Vielleicht sollten wir einmal kurz innehalten und uns grundsätzlich überlegen, was eigentlich das Wesen des Handels ist und wie er in die Welt kam.

1. Resourcen waren auf unserer Erde schon immer ungleich verteilt. Eine Region ist reich an Kohle und Eisenerz, eine andere hat fruchtbaren Boden und ist geeignet, Nahrungsmittel zu produzieren. Nur entlang von Küsten kann es Fischfang geben. In Städten gibt es viele Menschen, die einerseits viel Nahrung benötigen, andererseits aber durch Verarbeitung von Rohstoffen Produkte herstellen, die anderswo, auf dem Land und in anderen Städten benötigt werden.

2. Die Ungleichverteilung der Resoucen hat schon immer auch die Spezialisierung von Regionen gefördert. Das hat dazu geführt, dass die Menschen in einer Region spezielle Kenntnisse in der Herstellung von Produkt x erlangten, während andere bekannt für die Herstellung von Produkt y waren.
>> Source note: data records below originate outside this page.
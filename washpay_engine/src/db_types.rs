use std::{fmt::Display, str::FromStr};

use chrono::{DateTime, Utc};
use log::error;
use rand::Rng;
use serde::{Deserialize, Serialize};
use sqlx::{FromRow, Type};
use thiserror::Error;
pub use wps_common::Cents;

#[derive(Debug, Clone, Error)]
#[error("Invalid conversion: {0}")]
pub struct ConversionError(String);

//--------------------------------------        OrderId        -------------------------------------------------------
/// The public identifier of an order. Minted server-side at checkout and used as the correlation key on provider
/// callbacks and promo reservations.
#[derive(Debug, Clone, PartialEq, Eq, Hash, Type, Serialize, Deserialize)]
#[sqlx(transparent)]
pub struct OrderId(pub String);

impl OrderId {
    pub fn random() -> Self {
        let n: u64 = rand::thread_rng().gen();
        Self(format!("ord_{n:016x}"))
    }

    pub fn as_str(&self) -> &str {
        &self.0
    }
}

impl FromStr for OrderId {
    type Err = ();

    fn from_str(s: &str) -> Result<Self, Self::Err> {
        Ok(Self(s.to_string()))
    }
}

impl From<String> for OrderId {
    fn from(s: String) -> Self {
        Self(s)
    }
}

impl Display for OrderId {
    fn fmt(&self, f: &mut std::fmt::Formatter<'_>) -> std::fmt::Result {
        write!(f, "#{}", self.0)
    }
}

//--------------------------------------   OrderStatusType     -------------------------------------------------------
/// Fulfilment status of an order. Moves strictly forward through the washing pipeline; `Cancelled` is terminal and
/// reachable from any state except `Delivered`.
#[derive(Debug, Clone, Copy, PartialEq, Eq, Type, Serialize, Deserialize)]
pub enum OrderStatusType {
    /// The order has been created. Also the customer-facing "awaiting laundromat action" state after payment.
    Pending,
    /// A driver has collected the laundry from the customer.
    PickedUp,
    /// The laundromat is processing the order.
    Washing,
    /// The clean laundry is on its way back to the customer.
    OutForDelivery,
    /// The order is complete.
    Delivered,
    /// The order was cancelled by the customer, staff, or a failed payment. Terminal.
    Cancelled,
}

impl OrderStatusType {
    /// Position in the forward-only pipeline. `Cancelled` has no rank; it is handled separately.
    pub fn rank(&self) -> Option<u8> {
        match self {
            OrderStatusType::Pending => Some(0),
            OrderStatusType::PickedUp => Some(1),
            OrderStatusType::Washing => Some(2),
            OrderStatusType::OutForDelivery => Some(3),
            OrderStatusType::Delivered => Some(4),
            OrderStatusType::Cancelled => None,
        }
    }

    pub fn is_terminal(&self) -> bool {
        matches!(self, OrderStatusType::Delivered | OrderStatusType::Cancelled)
    }
}

impl Display for OrderStatusType {
    fn fmt(&self, f: &mut std::fmt::Formatter<'_>) -> std::fmt::Result {
        match self {
            OrderStatusType::Pending => write!(f, "Pending"),
            OrderStatusType::PickedUp => write!(f, "PickedUp"),
            OrderStatusType::Washing => write!(f, "Washing"),
            OrderStatusType::OutForDelivery => write!(f, "OutForDelivery"),
            OrderStatusType::Delivered => write!(f, "Delivered"),
            OrderStatusType::Cancelled => write!(f, "Cancelled"),
        }
    }
}

impl FromStr for OrderStatusType {
    type Err = ConversionError;

    fn from_str(s: &str) -> Result<Self, Self::Err> {
        match s {
            "Pending" => Ok(Self::Pending),
            "PickedUp" => Ok(Self::PickedUp),
            "Washing" => Ok(Self::Washing),
            "OutForDelivery" => Ok(Self::OutForDelivery),
            "Delivered" => Ok(Self::Delivered),
            "Cancelled" => Ok(Self::Cancelled),
            s => Err(ConversionError(format!("Invalid order status: {s}"))),
        }
    }
}

impl From<String> for OrderStatusType {
    fn from(value: String) -> Self {
        value.parse().unwrap_or_else(|_| {
            error!("Invalid order status: {value}. But this conversion cannot fail. Defaulting to Pending");
            OrderStatusType::Pending
        })
    }
}

//--------------------------------------    PaymentStatus      -------------------------------------------------------
/// Lifecycle of a payment record. Created `Pending`; only the webhook reconciler moves it to a terminal state.
/// Re-applying the same terminal state is a no-op; `Completed` and `Failed` never convert into each other.
#[derive(Debug, Clone, Copy, PartialEq, Eq, Type, Serialize, Deserialize)]
pub enum PaymentStatus {
    Pending,
    Completed,
    Failed,
}

impl Display for PaymentStatus {
    fn fmt(&self, f: &mut std::fmt::Formatter<'_>) -> std::fmt::Result {
        match self {
            PaymentStatus::Pending => write!(f, "Pending"),
            PaymentStatus::Completed => write!(f, "Completed"),
            PaymentStatus::Failed => write!(f, "Failed"),
        }
    }
}

impl FromStr for PaymentStatus {
    type Err = ConversionError;

    fn from_str(s: &str) -> Result<Self, Self::Err> {
        match s {
            "Pending" => Ok(Self::Pending),
            "Completed" => Ok(Self::Completed),
            "Failed" => Ok(Self::Failed),
            s => Err(ConversionError(format!("Invalid payment status: {s}"))),
        }
    }
}

impl From<String> for PaymentStatus {
    fn from(value: String) -> Self {
        value.parse().unwrap_or_else(|_| {
            error!("Invalid payment status: {value}. But this conversion cannot fail. Defaulting to Pending");
            PaymentStatus::Pending
        })
    }
}

//--------------------------------------        Order          -------------------------------------------------------
#[derive(Debug, Clone, FromRow, Serialize, Deserialize)]
pub struct Order {
    pub id: i64,
    pub order_id: OrderId,
    pub customer_id: String,
    pub laundromat_id: i64,
    pub driver_id: Option<String>,
    pub status: OrderStatusType,
    pub pickup_address: String,
    pub pickup_latitude: f64,
    pub pickup_longitude: f64,
    pub scheduled_pickup_at: DateTime<Utc>,
    pub service_id: String,
    /// Snapshot of the service name at order time, so later catalogue edits don't rewrite history.
    pub service_name: String,
    pub notes: Option<String>,
    pub final_price: Cents,
    pub platform_fee: Cents,
    pub created_at: DateTime<Utc>,
    pub updated_at: DateTime<Utc>,
}

#[derive(Debug, Clone)]
pub struct NewOrder {
    pub order_id: OrderId,
    pub customer_id: String,
    pub laundromat_id: i64,
    pub pickup_address: String,
    pub pickup_latitude: f64,
    pub pickup_longitude: f64,
    pub scheduled_pickup_at: DateTime<Utc>,
    pub service_id: String,
    pub service_name: String,
    pub notes: Option<String>,
    pub final_price: Cents,
    pub platform_fee: Cents,
}

//--------------------------------------       Payment         -------------------------------------------------------
/// One-to-one with an order. `amount` is the total the customer is charged (final price plus the platform fee on
/// top); `merchant_payout` is what the laundromat receives (final price minus the fee).
#[derive(Debug, Clone, FromRow, Serialize, Deserialize)]
pub struct Payment {
    pub id: i64,
    pub order_id: OrderId,
    pub amount: Cents,
    pub platform_fee: Cents,
    pub merchant_payout: Cents,
    pub discount: Cents,
    pub promo_code: Option<String>,
    /// The provider's charge reference. Null until the provider has responded to charge creation.
    pub provider_ref: Option<String>,
    pub status: PaymentStatus,
    pub created_at: DateTime<Utc>,
    pub updated_at: DateTime<Utc>,
}

#[derive(Debug, Clone)]
pub struct NewPayment {
    pub order_id: OrderId,
    pub amount: Cents,
    pub platform_fee: Cents,
    pub merchant_payout: Cents,
    pub discount: Cents,
    pub promo_code: Option<String>,
}

//--------------------------------------      PromoCode        -------------------------------------------------------
#[derive(Debug, Clone, FromRow, Serialize, Deserialize)]
pub struct PromoCode {
    pub id: i64,
    /// Stored uppercase; matched case-insensitively.
    pub code: String,
    pub discount_percent: u32,
    pub max_discount: Cents,
    pub valid_from: DateTime<Utc>,
    pub valid_until: DateTime<Utc>,
    pub usage_limit: i64,
    pub usage_count: i64,
    pub active: bool,
    pub created_at: DateTime<Utc>,
    pub updated_at: DateTime<Utc>,
}

#[derive(Debug, Clone, Serialize, Deserialize)]
#[serde(deny_unknown_fields)]
pub struct NewPromoCode {
    pub code: String,
    pub discount_percent: u32,
    pub max_discount: Cents,
    pub valid_from: DateTime<Utc>,
    pub valid_until: DateTime<Utc>,
    pub usage_limit: i64,
}

//--------------------------------------   PromoReservation    -------------------------------------------------------
/// One row per `(promo, order)` pair. The ledger row is what makes promo usage accounting idempotent: reserving
/// twice for the same order finds the row and does nothing, and releasing flips `released` exactly once.
#[derive(Debug, Clone, FromRow)]
pub struct PromoReservation {
    pub id: i64,
    pub promo_id: i64,
    pub order_id: OrderId,
    pub released: bool,
    pub created_at: DateTime<Utc>,
    pub updated_at: DateTime<Utc>,
}

//--------------------------------------      Laundromat       -------------------------------------------------------
#[derive(Debug, Clone, FromRow, Serialize, Deserialize)]
pub struct Laundromat {
    pub id: i64,
    pub name: String,
    pub address: String,
    pub latitude: f64,
    pub longitude: f64,
    /// How far this laundromat will travel for pickup and delivery, in miles.
    pub delivery_radius: f64,
    /// External payout account reference. A laundromat cannot receive payments until this is set.
    pub payout_account: Option<String>,
    pub active: bool,
    pub created_at: DateTime<Utc>,
    pub updated_at: DateTime<Utc>,
}

#[derive(Debug, Clone, Serialize, Deserialize)]
#[serde(deny_unknown_fields)]
pub struct NewLaundromat {
    pub name: String,
    pub address: String,
    pub latitude: f64,
    pub longitude: f64,
    pub delivery_radius: f64,
    pub payout_account: Option<String>,
}
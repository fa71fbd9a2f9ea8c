use chrono::{DateTime, Utc};
use thiserror::Error;

use crate::db_types::{NewPromoCode, OrderId, PromoCode, PromoReservation};

/// The promo-code usage ledger.
///
/// Usage accounting follows the payment lifecycle, not the quote step: a reservation is taken when an order is
/// actually created and released again if its payment later fails or is cancelled, so abandoned carts cannot
/// exhaust a code. Reservations are keyed by order id, which makes both `reserve` and `release` safe to replay.
///
/// Implementations must serialize counter mutations per code (row-level locking or a compare-and-swap on
/// `usage_count`) so that `0 <= usage_count <= usage_limit` holds even when two orders race for the last use.
#[allow(async_fn_in_trait)]
pub trait PromoLedger {
    /// Checks a code against its live state without consuming anything. Used for pre-checkout previews.
    async fn validate_promo(&self, code: &str, now: DateTime<Utc>) -> Result<PromoCode, PromoApiError>;

    /// Consumes one unit of the code's allowance on behalf of `order_id`. Replay-safe: if this order already holds
    /// a reservation, the existing one is returned and the counter is untouched.
    async fn reserve_promo(&self, code: &str, order_id: &OrderId) -> Result<PromoReservation, PromoApiError>;

    /// Returns one unit of allowance if `order_id` holds an unreleased reservation. Double release and releasing
    /// for an order that never reserved are both no-ops, reported in the outcome.
    async fn release_promo(&self, order_id: &OrderId) -> Result<ReleaseOutcome, PromoApiError>;

    /// Fetches a code's record (case-insensitively) regardless of its validity.
    async fn fetch_promo_by_code(&self, code: &str) -> Result<Option<PromoCode>, PromoApiError>;

    /// Creates a new promo code. The code is stored uppercase.
    async fn create_promo(&self, promo: NewPromoCode) -> Result<PromoCode, PromoApiError>;
}

#[derive(Debug, Clone, Copy, PartialEq, Eq)]
pub enum ReleaseOutcome {
    /// A reservation was released and the usage count decremented.
    Released,
    /// The reservation had already been released. No-op.
    AlreadyReleased,
    /// The order never reserved a promo. No-op.
    NoReservation,
}

#[derive(Debug, Clone, Error)]
pub enum PromoApiError {
    #[error("Promo code not found")]
    NotFound,
    #[error("This promo code is not valid yet")]
    NotYetValid,
    #[error("This promo code has expired")]
    Expired,
    #[error("This promo code has reached its usage limit")]
    UsageLimitReached,
    #[error("A promo code with this code already exists")]
    CodeAlreadyExists,
    #[error("Internal database error: {0}")]
    DatabaseError(String),
}

impl From<sqlx::Error> for PromoApiError {
    fn from(e: sqlx::Error) -> Self {
        PromoApiError::DatabaseError(e.to_string())
    }
}

/// The single source of truth for promo validity: active flag, validity window, and remaining allowance.
/// Inactive codes are indistinguishable from missing ones, so customers can't probe for retired codes.
pub fn check_promo(promo: &PromoCode, now: DateTime<Utc>) -> Result<(), PromoApiError> {
    if !promo.active {
        return Err(PromoApiError::NotFound);
    }
    if now < promo.valid_from {
        return Err(PromoApiError::NotYetValid);
    }
    if now > promo.valid_until {
        return Err(PromoApiError::Expired);
    }
    if promo.usage_count >= promo.usage_limit {
        return Err(PromoApiError::UsageLimitReached);
    }
    Ok(())
}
3. Die Funktion des Handels: In der Theorie und meist auch in der Praxis nutzt es beiden Gruppen, wenn sie ihre Produkte austauschen.
Schon die Römer kannten die exclusiven Gewürze aus dem Orient und Okzident. In dem ersten europäischen "Kochbuch" des Römers Marcus Gavius Apicius sind Gerichte mit Pfeffer, Safran, Nelken, Zimt, Sesam, Koriander, Ingwer und Anis überliefert. Apicius reiste mit einem Schiff bis auf die arabische Halbinsel, um den Lebensmitteln und Gewürzen nachzuspüren. Der Pfeffer wurde schon im Römischen Reich in großen Mengen aus Indien importiert. Quelle.
geschrieben von 3SAT


4. Natürlich gibt es auch unfairen Handel, wenn z. B. einer der Partner ausgebeutet wird, z. B. durch militärischen Druck, systematische Bestechung von Funktionsträgern oder anderweitige Erpressung. Es ist deshalb gut, dass es Bewegungen wie Fairtrade gibt.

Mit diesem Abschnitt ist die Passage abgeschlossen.